It’s getting election to be election season in Mexico, so all kinds of events are seen through the lens of trying to get a leg up for the 2012 presidential campaign.
This weekend seemed to kick it off. Soldiers stormed into the home of former Tijuana mayor Jorge Hank Rhon and bundled him off to a holding cell on firearms charges. The army said it found 88 rifles and handguns in the house. Click here for the story I did on Saturday.
The bust has set off a firestorm. First, Hank Rhon is the scion of the PRI baron Carlos Hank Gonzalez, the former school teacher who rose through party ranks to become the mayor of Mexico City and the governor of the nearby state of Mexico. He was seen as particularly close to Salinas de Gortari. The patriarch died in 2001.
Hank Rhon has vigorously protested his innocence, saying he’d never seen the guns before and that he’d been framed by the soldiers.
Hank is a colorful character who liked to add bear bile, rattlesnake tails and scorpions to his shots of tequila. The head of his bodyguard detail has reportedly gone missing. He is the son of a Hank aide who was charged with slaying a journalist from a respected Tijuana magazine.
Whether Hank Rhon is guilty or not, I don’t know. But what several columnists point out is that the timing of his arrest is fishy. It comes a month before a key gubernatorial election in Mexico State to replace outgoing Gov. Enrique Pena Nieto, a candidate who many Mexicans feel is the presumptive next president. Mexico State politicians are denying up and down that Hank has used some of his sizable fortune to influence the election. But his family does has a very strong base in the state.
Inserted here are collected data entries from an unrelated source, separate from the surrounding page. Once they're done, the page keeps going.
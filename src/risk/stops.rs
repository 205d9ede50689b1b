//! Stop/target derivation per strategy family (§4.5).

use rust_decimal::Decimal;

use crate::domain::signal::Direction;
use crate::domain::zone::Zone;

#[derive(Debug, Clone, PartialEq, Eq)]
pub enum StopTargetVeto {
    TargetTooClose,
    StopClampExceedsTarget,
}

impl std::fmt::Display for StopTargetVeto {
    fn fmt(&self, f: &mut std::fmt::Formatter<'_>) -> std::fmt::Result {
        match self {
            StopTargetVeto::TargetTooClose => write!(f, "target distance below one ATR"),
            StopTargetVeto::StopClampExceedsTarget => {
                write!(f, "clamped stop distance exceeds target distance")
            }
        }
    }
}

fn clamp(value: Decimal, lo: Decimal, hi: Decimal) -> Decimal {
    value.max(lo).min(hi)
}

/// Nearest zone level strictly in the profit direction from `entry`,
/// excluding the triggering zone.
pub fn nearest_zone_in_profit_direction(
    zones: &[Zone],
    entry: Decimal,
    direction: Direction,
    triggering_zone_level: Option<Decimal>,
) -> Option<Decimal> {
    zones
        .iter()
        .map(|z| z.level)
        .filter(|&level| Some(level) != triggering_zone_level)
        .filter(|&level| match direction {
            Direction::Buy => level > entry,
            Direction::Sell => level < entry,
        })
        .min_by_key(|&level| (level - entry).abs())
}

/// Zone-anchored stop/target for the S/R rejection strategy.
pub fn sr_rejection(
    entry: Decimal,
    direction: Direction,
    daily_atr: Decimal,
    target_rr: Decimal,
    zones: &[Zone],
    triggering_zone_level: Option<Decimal>,
) -> Result<(Decimal, Decimal), StopTargetVeto> {
    let target = nearest_zone_in_profit_direction(zones, entry, direction, triggering_zone_level)
        .unwrap_or_else(|| match direction {
            Direction::Buy => entry + Decimal::from(2) * daily_atr * target_rr,
            Direction::Sell => entry - Decimal::from(2) * daily_atr * target_rr,
        });

    let target_distance = (target - entry).abs();
    if target_distance < daily_atr {
        return Err(StopTargetVeto::TargetTooClose);
    }

    let raw_stop_distance = target_distance / target_rr;
    let stop_distance = clamp(
        raw_stop_distance,
        Decimal::new(5, 1) * daily_atr,
        Decimal::from(2) * daily_atr,
    );
    if stop_distance > target_distance {
        return Err(StopTargetVeto::StopClampExceedsTarget);
    }

    let stop = match direction {
        Direction::Buy => entry - stop_distance,
        Direction::Sell => entry + stop_distance,
    };
    Ok((stop, target))
}

/// Scalp stop/target: stop anchored to the recent M5 swing extreme plus a
/// pip offset, stop distance clamped to `[200, 800]` pips, target fixed at
/// 1.5x the clamped stop distance.
pub fn momentum_scalp(
    entry: Decimal,
    direction: Direction,
    swing_extreme: Decimal,
    offset_pips: Decimal,
    pip: Decimal,
) -> (Decimal, Decimal) {
    let raw_stop = match direction {
        Direction::Buy => swing_extreme - offset_pips * pip,
        Direction::Sell => swing_extreme + offset_pips * pip,
    };
    let raw_distance = (entry - raw_stop).abs();
    let clamped_distance = clamp(raw_distance, Decimal::from(200) * pip, Decimal::from(800) * pip);

    let stop = match direction {
        Direction::Buy => entry - clamped_distance,
        Direction::Sell => entry + clamped_distance,
    };
    let target = match direction {
        Direction::Buy => entry + Decimal::new(15, 1) * clamped_distance,
        Direction::Sell => entry - Decimal::new(15, 1) * clamped_distance,
    };
    (stop, target)
}

/// Mean-reversion stop/target: stop beyond the range boundary (zone +/-
/// ATR buffer), clamped to `[10, 50]` pips from entry; target is the
/// Bollinger middle line.
pub fn mean_reversion(
    entry: Decimal,
    direction: Direction,
    zone_level: Decimal,
    atr_buffer: Decimal,
    bollinger_middle: Decimal,
    pip: Decimal,
) -> (Decimal, Decimal) {
    let raw_stop = match direction {
        Direction::Buy => zone_level - atr_buffer,
        Direction::Sell => zone_level + atr_buffer,
    };
    let raw_distance = (entry - raw_stop).abs();
    let clamped_distance = clamp(raw_distance, Decimal::from(10) * pip, Decimal::from(50) * pip);

    let stop = match direction {
        Direction::Buy => entry - clamped_distance,
        Direction::Sell => entry + clamped_distance,
    };
    (stop, bollinger_middle)
}

#[cfg(test)]
mod tests {
    use super::*;
    use crate::domain::zone::ZoneRole;
    use chrono::Utc;
    use rust_decimal_macros::dec;

    fn zone(level: Decimal) -> Zone {
        Zone {
            level,
            role: ZoneRole::Resistance,
            strength: 2,
            detected_at: Utc::now(),
            invalidated_at: None,
        }
    }

    /// S1. Bullish rejection at support: entry 1.10090, nearest zone above
    /// 1.10500, ATR 0.00200, target R:R 2 -> SL 1.09885, TP 1.10500.
    #[test]
    fn s1_sr_rejection_scenario() {
        let zones = vec![zone(dec!(1.10500))];
        let (stop, target) = sr_rejection(
            dec!(1.10090),
            Direction::Buy,
            dec!(0.00200),
            dec!(2),
            &zones,
            Some(dec!(1.10000)),
        )
        .unwrap();
        assert_eq!(target, dec!(1.10500));
        assert_eq!(stop, dec!(1.09885));
    }

    #[test]
    fn sr_rejection_vetoes_when_target_is_closer_than_one_atr() {
        let zones = vec![zone(dec!(1.10100))];
        let result = sr_rejection(
            dec!(1.10090),
            Direction::Buy,
            dec!(0.00200),
            dec!(2),
            &zones,
            None,
        );
        assert_eq!(result, Err(StopTargetVeto::TargetTooClose));
    }

    #[test]
    fn momentum_scalp_clamps_stop_distance_to_pip_bounds() {
        let (stop, target) = momentum_scalp(
            dec!(1.10000),
            Direction::Buy,
            dec!(1.09995),
            dec!(30),
            dec!(0.0001),
        );
        // raw distance = (1.10000 - (1.09995 - 0.0030)) = 0.00325 -> clamped up to 0.02 (200 pips)
        assert_eq!(stop, dec!(1.08000));
        assert_eq!(target, dec!(1.13000));
    }

    #[test]
    fn mean_reversion_target_is_bollinger_middle() {
        let (stop, target) = mean_reversion(
            dec!(1.10000),
            Direction::Sell,
            dec!(1.10200),
            dec!(0.00100),
            dec!(1.10100),
            dec!(0.0001),
        );
        assert_eq!(target, dec!(1.10100));
        assert!(stop > dec!(1.10000));
    }
}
It’s not the only suspicious and odd event in recent hours. Last night, federal police busted into the Paso del Norte Human Rights Center in Ciudad Juarez without a warrant and conducted an illegal search. The center has been active in promoting a visit to the city by Javier Sicilia, a poet who following the murder of his son is leading an effective campaign against President Felipe Calderon’s security policies, which have coincided with a rapid rise in fatalities
These events, rather than a quest for security and justice, seem to be hardball politics, Mexican style.

anybody associated with Salina Gortari is a corrupt, self centered narco lackey douchbag...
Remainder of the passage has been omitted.